use std::collections::VecDeque;
use std::pin::Pin;

use futures_util::{stream, Stream, StreamExt};
use serde::{Deserialize, Serialize};

use crate::error::CanonicalError;
use crate::protocol::canonical::{CanonicalEvent, Delta};
use crate::stream::tag_splitter::{TagSpan, TagSplitter};
use crate::stream::tool_calls::{AssemblyMode, ToolCallAssembler};
use crate::stream::usage::UsageAccumulator;

/// When side-channel reasoning is allowed through.
#[derive(Debug, Clone, Copy, PartialEq, Eq, Default, Serialize, Deserialize)]
#[serde(rename_all = "snake_case")]
pub enum ReasoningGate {
    /// Every reasoning fragment is emitted.
    #[default]
    Always,
    /// Reasoning that arrives after the first visible text or tool-call
    /// content is dropped.
    BeforeVisibleOutput,
}

/// Per-adapter behavior switches.
#[derive(Debug, Clone, Default, PartialEq, Eq)]
pub struct NormalizerOptions {
    /// Inline tag whose contents are reasoning, e.g. `think`.
    pub reasoning_tag: Option<String>,
    pub reasoning_gate: ReasoningGate,
    pub tool_call_mode: AssemblyMode,
}

#[derive(Debug, Clone, Copy, PartialEq, Eq)]
pub enum NormalizerPhase {
    Idle,
    Streaming,
    Draining,
    Closed,
}

/// Single-pass driver turning upstream deltas into canonical events.
///
/// The instance owns stream-scoped state and is spent once it reaches
/// [`NormalizerPhase::Closed`].
#[derive(Debug)]
pub struct StreamNormalizer {
    options: NormalizerOptions,
    splitter: Option<TagSplitter>,
    tools: ToolCallAssembler,
    usage: UsageAccumulator,
    phase: NormalizerPhase,
    visible_output_seen: bool,
    spans: Vec<TagSpan>,
}

impl StreamNormalizer {
    #[must_use]
    pub fn new(options: NormalizerOptions, usage: UsageAccumulator) -> Self {
        let splitter = options.reasoning_tag.as_deref().map(TagSplitter::new);
        let tools = ToolCallAssembler::new(options.tool_call_mode);
        Self {
            options,
            splitter,
            tools,
            usage,
            phase: NormalizerPhase::Idle,
            visible_output_seen: false,
            spans: Vec::new(),
        }
    }

    #[must_use]
    pub fn phase(&self) -> NormalizerPhase {
        self.phase
    }

    #[must_use]
    pub fn options(&self) -> &NormalizerOptions {
        &self.options
    }

    /// Start the latency clock ahead of the first delta, e.g. right before
    /// the upstream request is sent. Later calls are no-ops.
    pub fn start_clock(&mut self) {
        self.usage.start_clock();
    }

    /// Process one delta, appending the events it produces to `out`.
    pub fn push_delta(&mut self, delta: Delta, out: &mut Vec<CanonicalEvent>) {
        match self.phase {
            NormalizerPhase::Idle => self.begin_streaming(),
            NormalizerPhase::Streaming => {}
            NormalizerPhase::Draining | NormalizerPhase::Closed => {
                tracing::warn!(phase = ?self.phase, "delta pushed after end of stream, ignored");
                return;
            }
        }

        if delta.is_empty() {
            tracing::debug!("skipping delta without recognized fields");
            return;
        }

        self.usage.observe_token(delta.has_visible_content());

        let Delta {
            content,
            reasoning,
            tool_calls,
            finish,
            usage,
        } = delta;

        if let Some(reasoning) = reasoning.filter(|text| !text.is_empty()) {
            self.emit_side_channel_reasoning(reasoning, out);
        }

        if let Some(content) = content.filter(|text| !text.is_empty()) {
            self.emit_content(&content, out);
        }

        if !tool_calls.is_empty() || finish.is_some() {
            if tool_calls.iter().any(|fragment| fragment.has_payload()) {
                self.visible_output_seen = true;
            }
            self.tools.ingest_into(tool_calls, finish.is_some(), out);
        }

        if let Some(usage) = usage {
            self.usage.observe_usage(usage);
        }
    }

    /// End-of-stream flush: trailing tag buffer, open tool calls, then the
    /// usage snapshot if one was observed.
    pub fn finish(&mut self, out: &mut Vec<CanonicalEvent>) {
        match self.phase {
            NormalizerPhase::Idle => self.begin_streaming(),
            NormalizerPhase::Streaming => {}
            NormalizerPhase::Draining | NormalizerPhase::Closed => return,
        }
        self.transition(NormalizerPhase::Draining);

        self.flush_splitter(out);
        self.tools.finalize_all_into(out);
        if let Some(snapshot) = self.usage.finish() {
            crate::observability::log_stream_usage(&self.usage.model().id, &snapshot);
            out.push(CanonicalEvent::Usage(snapshot));
        }

        self.transition(NormalizerPhase::Closed);
    }

    /// Best-effort flush after a transport failure. Buffered text and
    /// reasoning are released; open tool calls and usage are dropped.
    pub fn abort(&mut self, out: &mut Vec<CanonicalEvent>) {
        match self.phase {
            NormalizerPhase::Idle => self.begin_streaming(),
            NormalizerPhase::Streaming => {}
            NormalizerPhase::Draining | NormalizerPhase::Closed => return,
        }
        self.transition(NormalizerPhase::Draining);

        self.flush_splitter(out);
        let dropped = self.tools.discard();
        if dropped > 0 {
            tracing::warn!(dropped, "discarding unfinished tool calls after stream failure");
        }

        self.transition(NormalizerPhase::Closed);
    }

    /// Drive a delta stream to completion.
    ///
    /// The next delta is pulled only after every event from the previous one
    /// has been yielded. A delta error ends the stream after the abort flush.
    pub fn normalize<S>(
        mut self,
        deltas: S,
    ) -> impl Stream<Item = Result<CanonicalEvent, CanonicalError>>
    where
        S: Stream<Item = Result<Delta, CanonicalError>>,
    {
        self.start_clock();
        let state = NormalizeState {
            normalizer: self,
            deltas: Box::pin(deltas),
            pending: VecDeque::new(),
            scratch: Vec::new(),
            error: None,
            exhausted: false,
        };

        stream::unfold(state, |mut state| async move {
            loop {
                if let Some(event) = state.pending.pop_front() {
                    return Some((Ok(event), state));
                }
                if let Some(err) = state.error.take() {
                    return Some((Err(err), state));
                }
                if state.exhausted {
                    return None;
                }

                match state.deltas.next().await {
                    Some(Ok(delta)) => state.normalizer.push_delta(delta, &mut state.scratch),
                    Some(Err(err)) => {
                        tracing::warn!(error = %err, "upstream stream failed");
                        state.normalizer.abort(&mut state.scratch);
                        state.error = Some(err);
                        state.exhausted = true;
                    }
                    None => {
                        state.normalizer.finish(&mut state.scratch);
                        state.exhausted = true;
                    }
                }
                state.pending.extend(state.scratch.drain(..));
            }
        })
    }

    fn begin_streaming(&mut self) {
        self.usage.start_clock();
        self.transition(NormalizerPhase::Streaming);
    }

    fn transition(&mut self, next: NormalizerPhase) {
        tracing::debug!(from = ?self.phase, to = ?next, "normalizer phase");
        self.phase = next;
    }

    fn emit_side_channel_reasoning(&mut self, reasoning: String, out: &mut Vec<CanonicalEvent>) {
        if self.options.reasoning_gate == ReasoningGate::BeforeVisibleOutput
            && self.visible_output_seen
        {
            tracing::debug!(len = reasoning.len(), "suppressing reasoning after visible output");
            return;
        }
        out.push(CanonicalEvent::Reasoning { value: reasoning });
    }

    fn emit_content(&mut self, content: &str, out: &mut Vec<CanonicalEvent>) {
        let Some(splitter) = self.splitter.as_mut() else {
            self.visible_output_seen = true;
            out.push(CanonicalEvent::text(content));
            return;
        };

        self.spans.clear();
        splitter.update_into(content, &mut self.spans);
        self.drain_spans(out);
    }

    fn flush_splitter(&mut self, out: &mut Vec<CanonicalEvent>) {
        if let Some(splitter) = self.splitter.as_mut() {
            self.spans.clear();
            self.spans.extend(splitter.finish());
            self.drain_spans(out);
        }
    }

    fn drain_spans(&mut self, out: &mut Vec<CanonicalEvent>) {
        for span in self.spans.drain(..) {
            if span.matched {
                out.push(CanonicalEvent::Reasoning { value: span.data });
            } else {
                self.visible_output_seen = true;
                out.push(CanonicalEvent::Text { value: span.data });
            }
        }
    }
}

struct NormalizeState<S> {
    normalizer: StreamNormalizer,
    deltas: Pin<Box<S>>,
    pending: VecDeque<CanonicalEvent>,
    scratch: Vec<CanonicalEvent>,
    error: Option<CanonicalError>,
    exhausted: bool,
}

=== Exercise directions ===
Show every line from the listing above in which the string "deltas" appears.

=== Expected answer ===
/// Single-pass driver turning upstream deltas into canonical events.
        deltas: S,
            deltas: Box::pin(deltas),
                match state.deltas.next().await {
    deltas: Pin<Box<S>>,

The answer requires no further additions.